Claire Gorby1, Junel Sotolongo Bellón2, Stephan Wilmes1, Walid Warda3, Elizabeth Pohler1, Paul K. Fyfe1, Adeline Cozzani4, Christophe Ferrand3, Mark R. Walter5, Suman Mitra4, Jacob Piehler2, and Ignacio Moraga1,*

  1. 1 Division of Cell Signalling and Immunology, School of Life Sciences, University of Dundee, Dundee DD15EH, UK.
  2. 2 Department of Biology and Center for Cellular Nanoanalytics (CellNanOs), University of Osnabrück, Barbarastraße 11, 49076 Osnabrück, Germany.
  3. 3 Université Bourgogne Franche-Comté, INSERM, EFS BFC, UMR1098, RIGHT Interactions Greffon-Hôte-Tumeur/Ingénierie Cellulaire et Génique, F-25000 Besançon, France.
  4. 4 Université de Lille, INSERM UMR1277 CNRS UMR9020-CANTHER and Institut pour la Recherche sur le Cancer de Lille (IRCL), Lille, France.
  5. 5 Department of Microbiology, University of Alabama at Birmingham, Birmingham, AL 35243, USA.

* Corresponding author. Email: imoragagonzalez@dundee.ac.uk

要約

インターロイキン-10(IL-10)は免疫抑制活性と免疫刺激活性の両方をもつ二量体サイトカインであるが、IL-10をベースとした治療の臨床的恩恵はほんのわずかであることが明らかになっている。今回われわれは、IL-10受容体複合体の安定性がIL-10の免疫調節能に寄与するか否かを調べた。われわれは酵母表面ディスプレイ法を用いて、そのIL-10Rβ受容体に対する親和性を向上させたIL-10変異体を作成した。野生型サイトカインに比べ親和性が向上したIL-10バリアントは、ヒト単球およびCD8+ T細胞においてIL-10Rβを活性化細胞表面シグナル伝達複合体にさらに効率的に動員し、STAT1およびSTAT3の一層の活性化を引き起こした。このような作用は、ひいては、両方のヒト細胞サブセットにおいて、IL-10を介した遺伝子発現プログラムをより頑健に低リガンド濃度で誘導した。IL-10に制御される遺伝子は、単球のエネルギーの恒常性、遊走および輸送と、CD8+ T細胞の疲弊に関与している。

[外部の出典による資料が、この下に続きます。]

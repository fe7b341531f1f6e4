// ABOUTME: Built-in mock dataset backing the record store
// ABOUTME: Deterministic fixtures; no persistence exists behind them

use chrono::{DateTime, TimeZone, Utc};
use cotdesk_core::{
    AgeBand, CotRecord, CotStatus, Gender, Product, ProductCategory, ProductType, QuestionType,
    Questioner,
};

fn ts(day: u32, hour: u32) -> DateTime<Utc> {
    Utc.with_ymd_and_hms(2024, 5, day, hour, 0, 0).unwrap()
}

#[allow(clippy::too_many_arguments)]
fn questioner(
    id: &str,
    gender: Gender,
    age_band: AgeBand,
    product_category: ProductCategory,
    risk_profile: &str,
    cross_subscription: &str,
    product_list: &[&str],
    day: u32,
) -> Questioner {
    Questioner {
        id: id.to_string(),
        gender,
        age_band,
        product_category,
        customer_risk_profile: risk_profile.to_string(),
        cross_subscription: cross_subscription.to_string(),
        product_list: product_list.iter().map(|s| s.to_string()).collect(),
        product_count: product_list.len() as u32,
        created_at: ts(day, 9),
        updated_at: ts(day, 9),
    }
}

pub fn questioners() -> Vec<Questioner> {
    vec![
        questioner(
            "q1",
            Gender::Male,
            AgeBand::Age30,
            ProductCategory::Securities,
            "공격투자형",
            "Y",
            &["p1", "p2"],
            1,
        ),
        questioner(
            "q2",
            Gender::Female,
            AgeBand::Age40,
            ProductCategory::Insurance,
            "안정형",
            "N",
            &["p8"],
            1,
        ),
        questioner(
            "q3",
            Gender::Male,
            AgeBand::Age20,
            ProductCategory::Securities,
            "적극투자형",
            "N",
            &["p4"],
            2,
        ),
        questioner(
            "q4",
            Gender::Female,
            AgeBand::Age60,
            ProductCategory::Insurance,
            "안정추구형",
            "Y",
            &["p7", "p12"],
            2,
        ),
        questioner(
            "q5",
            Gender::Male,
            AgeBand::Age50,
            ProductCategory::Securities,
            "위험중립형",
            "Y",
            &["p2", "p6"],
            3,
        ),
        questioner(
            "q6",
            Gender::Female,
            AgeBand::Age70,
            ProductCategory::Insurance,
            "안정형",
            "N",
            &["p11"],
            3,
        ),
    ]
}

#[allow(clippy::too_many_arguments)]
fn product(
    id: &str,
    name: &str,
    product_type: ProductType,
    maturity: &str,
    yield_desc: &str,
    risk_grade: &str,
    payment_type: &str,
    keywords: &str,
    day: u32,
) -> Product {
    Product {
        id: id.to_string(),
        name: name.to_string(),
        product_category: product_type.category(),
        product_type,
        maturity: maturity.to_string(),
        yield_desc: yield_desc.to_string(),
        risk_grade: risk_grade.to_string(),
        tax_benefit: if product_type.category() == ProductCategory::Insurance {
            "보험료 세액공제".to_string()
        } else {
            "해당 없음".to_string()
        },
        payment_type: payment_type.to_string(),
        loss_rate: match product_type.category() {
            ProductCategory::Securities => "원금 손실 가능".to_string(),
            ProductCategory::Insurance => "중도해지 시 환급금 손실 가능".to_string(),
        },
        liquidity: match product_type {
            ProductType::ShortTerm => "높음".to_string(),
            ProductType::WholeLife | ProductType::Annuity => "낮음".to_string(),
            _ => "보통".to_string(),
        },
        search_keywords: keywords.to_string(),
        note: String::new(),
        created_at: ts(day, 10),
        updated_at: ts(day, 10),
    }
}

pub fn products() -> Vec<Product> {
    vec![
        product(
            "p1",
            "코어 성장 주식형 펀드",
            ProductType::Equity,
            "만기 없음",
            "연 8% 내외 (변동)",
            "2등급 (높은 위험)",
            "자유적립식",
            "주식형, 성장주, 국내",
            1,
        ),
        product(
            "p2",
            "우량 채권형 펀드",
            ProductType::Bond,
            "만기 없음",
            "연 4% 내외",
            "4등급 (보통 위험)",
            "자유적립식",
            "채권형, 국공채, 안정",
            1,
        ),
        product(
            "p3",
            "글로벌 리츠 재간접 펀드",
            ProductType::Reit,
            "만기 없음",
            "연 6% 내외 (변동)",
            "3등급 (다소 높은 위험)",
            "거치식",
            "리츠, 부동산, 글로벌",
            1,
        ),
        product(
            "p4",
            "단기금융 MMF",
            ProductType::ShortTerm,
            "수시",
            "연 3% 내외",
            "5등급 (낮은 위험)",
            "수시입출금",
            "MMF, 단기, 파킹",
            2,
        ),
        product(
            "p5",
            "커버드콜 파생형 펀드",
            ProductType::Derivative,
            "만기 없음",
            "연 7% 내외 (변동)",
            "2등급 (높은 위험)",
            "거치식",
            "파생, 커버드콜, 월배당",
            2,
        ),
        product(
            "p6",
            "퇴직연금 안정 신탁",
            ProductType::TrustPension,
            "퇴직 시",
            "연 3.5% 내외",
            "5등급 (낮은 위험)",
            "정기적립식",
            "퇴직연금, 신탁, IRP",
            2,
        ),
        product(
            "p7",
            "개인연금보험",
            ProductType::Annuity,
            "55세 이후 연금개시",
            "공시이율 연동",
            "낮음",
            "월납",
            "연금, 노후, 세액공제",
            3,
        ),
        product(
            "p8",
            "종신보험 플러스",
            ProductType::WholeLife,
            "종신",
            "해당 없음",
            "낮음",
            "월납",
            "종신, 사망보장, 상속",
            3,
        ),
        product(
            "p9",
            "정기보험 라이트",
            ProductType::Term,
            "20년 만기",
            "해당 없음",
            "낮음",
            "월납",
            "정기, 사망보장, 저렴",
            3,
        ),
        product(
            "p10",
            "질병보장보험",
            ProductType::Disease,
            "80세 만기",
            "해당 없음",
            "낮음",
            "월납",
            "질병, 진단비, 수술비",
            4,
        ),
        product(
            "p11",
            "건강보험 케어",
            ProductType::Health,
            "100세 만기",
            "해당 없음",
            "낮음",
            "월납",
            "건강, 입원, 통원",
            4,
        ),
        product(
            "p12",
            "암보험 든든",
            ProductType::Cancer,
            "90세 만기",
            "해당 없음",
            "낮음",
            "월납",
            "암, 진단비, 치료비",
            4,
        ),
        product(
            "p13",
            "변액유니버셜보험",
            ProductType::Variable,
            "종신",
            "펀드 실적 연동",
            "보통",
            "자유납",
            "변액, 투자, 유니버셜",
            4,
        ),
    ]
}

pub fn cot_records() -> Vec<CotRecord> {
    let questioners = questioners();

    let mut cots = vec![
        CotRecord {
            id: "cot1".to_string(),
            questioner_id: "q1".to_string(),
            product_ids: vec!["p1".to_string(), "p2".to_string()],
            product_category: ProductCategory::Securities,
            question_type: QuestionType::CustomerCharacteristics,
            question_text: "30대 공격투자형 고객에게 맞는 주식형 펀드를 추천해주세요.".to_string(),
            cot_steps: vec![
                "고객의 연령대와 투자성향을 확인한다.".to_string(),
                "공격투자형에 적합한 고위험 상품군을 선별한다.".to_string(),
                "주식형 펀드 중 성장주 비중이 높은 상품을 고른다.".to_string(),
            ],
            answer_text: "코어 성장 주식형 펀드를 중심으로, 변동성 완화를 위해 우량 채권형 펀드를 일부 편입하는 구성을 추천합니다.".to_string(),
            cot_status: CotStatus::ReviewRequested,
            created_at: ts(5, 9),
            updated_at: ts(20, 14),
        },
        CotRecord {
            id: "cot2".to_string(),
            questioner_id: "q2".to_string(),
            product_ids: vec!["p8".to_string()],
            product_category: ProductCategory::Insurance,
            question_type: QuestionType::HealthProtection,
            question_text: "40대 여성이 준비하면 좋은 보장성 보험이 궁금합니다.".to_string(),
            cot_steps: vec![
                "기가입 상품과 보장 공백을 확인한다.".to_string(),
                "연령대별 주요 질병 위험을 검토한다.".to_string(),
            ],
            answer_text: "종신보험 플러스로 사망보장을 확보하고, 질병보장 특약을 보완하는 구성을 제안합니다.".to_string(),
            cot_status: CotStatus::Draft,
            created_at: ts(6, 10),
            updated_at: ts(19, 11),
        },
        CotRecord {
            id: "cot3".to_string(),
            questioner_id: "q3".to_string(),
            product_ids: vec!["p4".to_string()],
            product_category: ProductCategory::Securities,
            question_type: QuestionType::InvestmentPreference,
            question_text: "단기 자금을 잠시 굴릴 수 있는 상품이 있을까요?".to_string(),
            cot_steps: vec![
                "자금의 예상 거치 기간을 확인한다.".to_string(),
                "유동성이 높은 단기금융 상품을 선별한다.".to_string(),
            ],
            answer_text: "수시 입출금이 가능한 단기금융 MMF를 추천합니다.".to_string(),
            cot_status: CotStatus::Approved,
            created_at: ts(7, 9),
            updated_at: ts(18, 16),
        },
        CotRecord {
            id: "cot4".to_string(),
            questioner_id: "q4".to_string(),
            product_ids: vec!["p7".to_string()],
            product_category: ProductCategory::Insurance,
            question_type: QuestionType::AgeLifecycle,
            question_text: "은퇴를 앞두고 연금 수령을 준비하려면 어떤 상품이 좋을까요?".to_string(),
            cot_steps: vec![
                "은퇴 시점과 필요 연금액을 추정한다.".to_string(),
                "연금 개시 조건이 맞는 상품을 비교한다.".to_string(),
            ],
            answer_text: "개인연금보험으로 연금 수령 기반을 마련하는 것을 추천합니다.".to_string(),
            cot_status: CotStatus::Rejected,
            created_at: ts(8, 9),
            updated_at: ts(17, 10),
        },
    ];

    // Generated tail: covers both categories, all question types and statuses,
    // with strictly distinct update timestamps so the default sort is observable.
    for i in 5..=24usize {
        let questioner = &questioners[(i - 1) % questioners.len()];
        let category = questioner.product_category;
        let question_type = QuestionType::ALL[i % QuestionType::ALL.len()];
        let status = CotStatus::ALL[i % CotStatus::ALL.len()];
        let product_id = match category {
            ProductCategory::Securities => format!("p{}", (i % 6) + 1),
            ProductCategory::Insurance => format!("p{}", (i % 7) + 7),
        };

        cots.push(CotRecord {
            id: format!("cot{}", i),
            questioner_id: questioner.id.clone(),
            product_ids: vec![product_id],
            product_category: category,
            question_type,
            question_text: format!(
                "{} {} 고객을 위한 {} 상담 질문입니다.",
                questioner.age_band.label(),
                questioner.gender.label(),
                category.label()
            ),
            cot_steps: vec![
                "고객 프로필과 보유 상품을 확인한다.".to_string(),
                "질문 조건에 맞는 상품군을 선별한다.".to_string(),
            ],
            answer_text: format!("{} 상품 중심의 구성을 제안합니다.", category.label()),
            cot_status: status,
            created_at: ts((i % 20 + 1) as u32, 9),
            updated_at: ts((i % 24 + 1) as u32, (i % 12) as u32),
        });
    }

    cots
}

非飽和の用量のIL-10は、その遺伝子発現プログラムの重要な構成要素を誘導しなかった。このことは、臨床現場における有効性の欠如を説明できるかもしれない。われわれが改変したIL-10バリアントは野生型IL-10に比べ単球およびCD8+ T細胞において、低用量でも、より頑健な生理活性プロファイルを示した。さらに、改変IL-10バリアントを添加して培養したCAR組換えT細胞は、野生型IL-10を添加して培養させた場合と比べ、高い細胞溶解活性を示した。われわれの研究から、IL-10受容体複合体の安定性がIL-10の生物学をどのように微調整しているかの洞察が得られ、失敗したIL-10治療を再生する新たな機会を切り開くことになった。

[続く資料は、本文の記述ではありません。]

use ratatui::layout::{Constraint, Direction, Layout};
use ratatui::prelude::*;
use ratatui::widgets::{Block, Borders, Cell, List, ListItem, Paragraph, Row, Table, TableState};
use strum::IntoEnumIterator;

use cotdesk_settings::{FONT_SIZE_MAX, FONT_SIZE_MIN};

use crate::settings_view::{BasicRow, SettingsMenu};
use crate::state::AppState;
use crate::theme::Theme;

/// Render the settings screen: submenu on the left, the active pane on the
/// right (basic settings or one of the read-only listings).
pub fn render(frame: &mut Frame, state: &AppState, theme: &Theme, area: Rect) {
    let columns = Layout::default()
        .direction(Direction::Horizontal)
        .constraints([Constraint::Length(24), Constraint::Min(30)])
        .split(area);

    render_submenu(frame, state, theme, columns[0]);
    match state.settings.menu {
        SettingsMenu::Basic => render_basic(frame, state, theme, columns[1]),
        SettingsMenu::Questioners => render_questioners(frame, state, theme, columns[1]),
        SettingsMenu::Products => render_products(frame, state, theme, columns[1]),
    }
}

fn render_submenu(frame: &mut Frame, state: &AppState, theme: &Theme, area: Rect) {
    let block = Block::default()
        .title("서브메뉴")
        .borders(Borders::ALL)
        .border_style(Style::default().fg(theme.border));

    let items: Vec<ListItem> = SettingsMenu::iter()
        .map(|menu| {
            let active = state.settings.menu == menu;
            let style = if active {
                Style::default().fg(theme.accent).add_modifier(Modifier::BOLD)
            } else {
                Style::default().fg(theme.text)
            };
            let marker = if active { "▸ " } else { "  " };
            ListItem::new(Line::from(Span::styled(
                format!("{}{}", marker, menu.label()),
                style,
            )))
        })
        .collect();

    frame.render_widget(List::new(items).block(block), area);
}

fn checkbox(checked: bool) -> &'static str {
    if checked {
        "[x]"
    } else {
        "[ ]"
    }
}

fn font_size_gauge(size: u8) -> String {
    let filled = (size - FONT_SIZE_MIN) as usize;
    let total = (FONT_SIZE_MAX - FONT_SIZE_MIN) as usize;
    let mut gauge = String::new();
    for i in 0..=total {
        gauge.push(if i == filled { '█' } else { '─' });
    }
    gauge
}

fn render_basic(frame: &mut Frame, state: &AppState, theme: &Theme, area: Rect) {
    let block = Block::default()
        .title("기본 설정")
        .borders(Borders::ALL)
        .border_style(Style::default().fg(theme.border));
    let prefs = &state.preferences;

    let mut lines: Vec<Line> = Vec::new();
    for row in BasicRow::iter() {
        let active = state.settings.current_basic_row() == row;
        let label_style = if active {
            Style::default().fg(theme.accent).add_modifier(Modifier::BOLD)
        } else {
            Style::default().fg(theme.text)
        };
        let cursor = if active { "▸ " } else { "  " };

        let value = match row {
            BasicRow::AuthorName => {
                if prefs.author_name.is_empty() {
                    "(미입력)".to_string()
                } else {
                    prefs.author_name.clone()
                }
            }
            BasicRow::QuestionerEditable => checkbox(prefs.questioner_editable).to_string(),
            BasicRow::ProductEditable => checkbox(prefs.product_editable).to_string(),
            BasicRow::FontSize => {
                format!("{}px {}", prefs.font_size, font_size_gauge(prefs.font_size))
            }
            BasicRow::DarkMode => checkbox(prefs.dark_mode).to_string(),
        };

        lines.push(Line::from(vec![
            Span::raw(cursor),
            Span::styled(format!("{}: ", row.label()), label_style),
            Span::styled(value, Style::default().fg(theme.text)),
        ]));
        lines.push(Line::raw(""));
    }

    lines.push(Line::from(Span::styled(
        "Space: 전환 • ←→: 글꼴 크기 • 이름 행에서 입력",
        Style::default().fg(theme.dim),
    )));

    frame.render_widget(Paragraph::new(Text::from(lines)).block(block), area);
}

fn filter_line<'a>(parts: Vec<(&'static str, &'static str, Option<&'static str>)>, theme: &Theme) -> Line<'a> {
    let mut spans = Vec::new();
    for (key, label, value) in parts {
        spans.push(Span::styled(format!("[{}] ", key), Style::default().fg(theme.dim)));
        spans.push(Span::styled(format!("{}: ", label), Style::default().fg(theme.text)));
        spans.push(Span::styled(
            value.unwrap_or("전체"),
            if value.is_some() {
                Style::default().fg(theme.accent).add_modifier(Modifier::BOLD)
            } else {
                Style::default().fg(theme.dim)
            },
        ));
        spans.push(Span::raw("   "));
    }
    Line::from(spans)
}

fn render_questioners(frame: &mut Frame, state: &AppState, theme: &Theme, area: Rect) {
    let chunks = Layout::default()
        .direction(Direction::Vertical)
        .constraints([Constraint::Length(3), Constraint::Min(3)])
        .split(area);

    let filters = &state.settings.filters;
    let filter_bar = Block::default()
        .title("질문자 목록")
        .borders(Borders::ALL)
        .border_style(Style::default().fg(theme.border));
    frame.render_widget(
        Paragraph::new(filter_line(
            vec![
                ("c", "상품분류", filters.product_category.map(|v| v.label())),
                ("g", "성별", filters.gender.map(|v| v.label())),
                ("a", "연령대", filters.age_band.map(|v| v.label())),
            ],
            theme,
        ))
        .block(filter_bar),
        chunks[0],
    );

    let questioners = state
        .settings
        .filtered_questioners(state.store.list_questioners());

    let header = Row::new(vec!["ID", "성별", "연령대", "상품분류"]).style(
        Style::default().fg(theme.text).add_modifier(Modifier::BOLD),
    );
    let rows: Vec<Row> = questioners
        .iter()
        .map(|q| {
            Row::new(vec![
                Cell::from(q.id.clone()),
                Cell::from(q.gender.label()),
                Cell::from(q.age_band.label()),
                Cell::from(q.product_category.label()),
            ])
        })
        .collect();

    let table = Table::new(
        rows,
        [
            Constraint::Length(8),
            Constraint::Length(8),
            Constraint::Length(12),
            Constraint::Length(10),
        ],
    )
    .header(header)
    .block(
        Block::default()
            .borders(Borders::ALL)
            .border_style(Style::default().fg(theme.border)),
    )
    .highlight_style(
        Style::default()
            .bg(theme.highlight_bg)
            .fg(theme.highlight_fg),
    );

    let mut table_state = TableState::default();
    if !questioners.is_empty() {
        table_state.select(Some(state.settings.cursor.min(questioners.len() - 1)));
    }
    frame.render_stateful_widget(table, chunks[1], &mut table_state);
}

fn render_products(frame: &mut Frame, state: &AppState, theme: &Theme, area: Rect) {
    let chunks = Layout::default()
        .direction(Direction::Vertical)
        .constraints([Constraint::Length(3), Constraint::Min(3)])
        .split(area);

    let filters = &state.settings.filters;
    let filter_bar = Block::default()
        .title("상품 목록")
        .borders(Borders::ALL)
        .border_style(Style::default().fg(theme.border));
    frame.render_widget(
        Paragraph::new(filter_line(
            vec![
                ("c", "상품분류", filters.product_category.map(|v| v.label())),
                ("t", "상품유형", filters.product_type.map(|v| v.label())),
            ],
            theme,
        ))
        .block(filter_bar),
        chunks[0],
    );

    let products = state.settings.filtered_products(state.store.list_products());

    let header = Row::new(vec!["상품명", "분류", "유형"]).style(
        Style::default().fg(theme.text).add_modifier(Modifier::BOLD),
    );
    let rows: Vec<Row> = products
        .iter()
        .map(|p| {
            Row::new(vec![
                Cell::from(p.name.clone()),
                Cell::from(p.product_category.label()),
                Cell::from(p.product_type.label()),
            ])
        })
        .collect();

    let table = Table::new(
        rows,
        [
            Constraint::Min(24),
            Constraint::Length(8),
            Constraint::Length(14),
        ],
    )
    .header(header)
    .block(
        Block::default()
            .borders(Borders::ALL)
            .border_style(Style::default().fg(theme.border)),
    )
    .highlight_style(
        Style::default()
            .bg(theme.highlight_bg)
            .fg(theme.highlight_fg),
    );

    let mut table_state = TableState::default();
    if !products.is_empty() {
        table_state.select(Some(state.settings.cursor.min(products.len() - 1)));
    }
    frame.render_stateful_widget(table, chunks[1], &mut table_state);
}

Citation: C. Gorby, J. Sotolongo Bellón, S. Wilmes, W. Warda, E. Pohler, P. K. Fyfe, A. Cozzani, C. Ferrand, M. R. Walter, S. Mitra, J. Piehler, I. Moraga, Engineered IL-10 variants elicit potent immunomodulatory effects at low ligand doses. Sci. Signal. 13, eabc0653 (2020).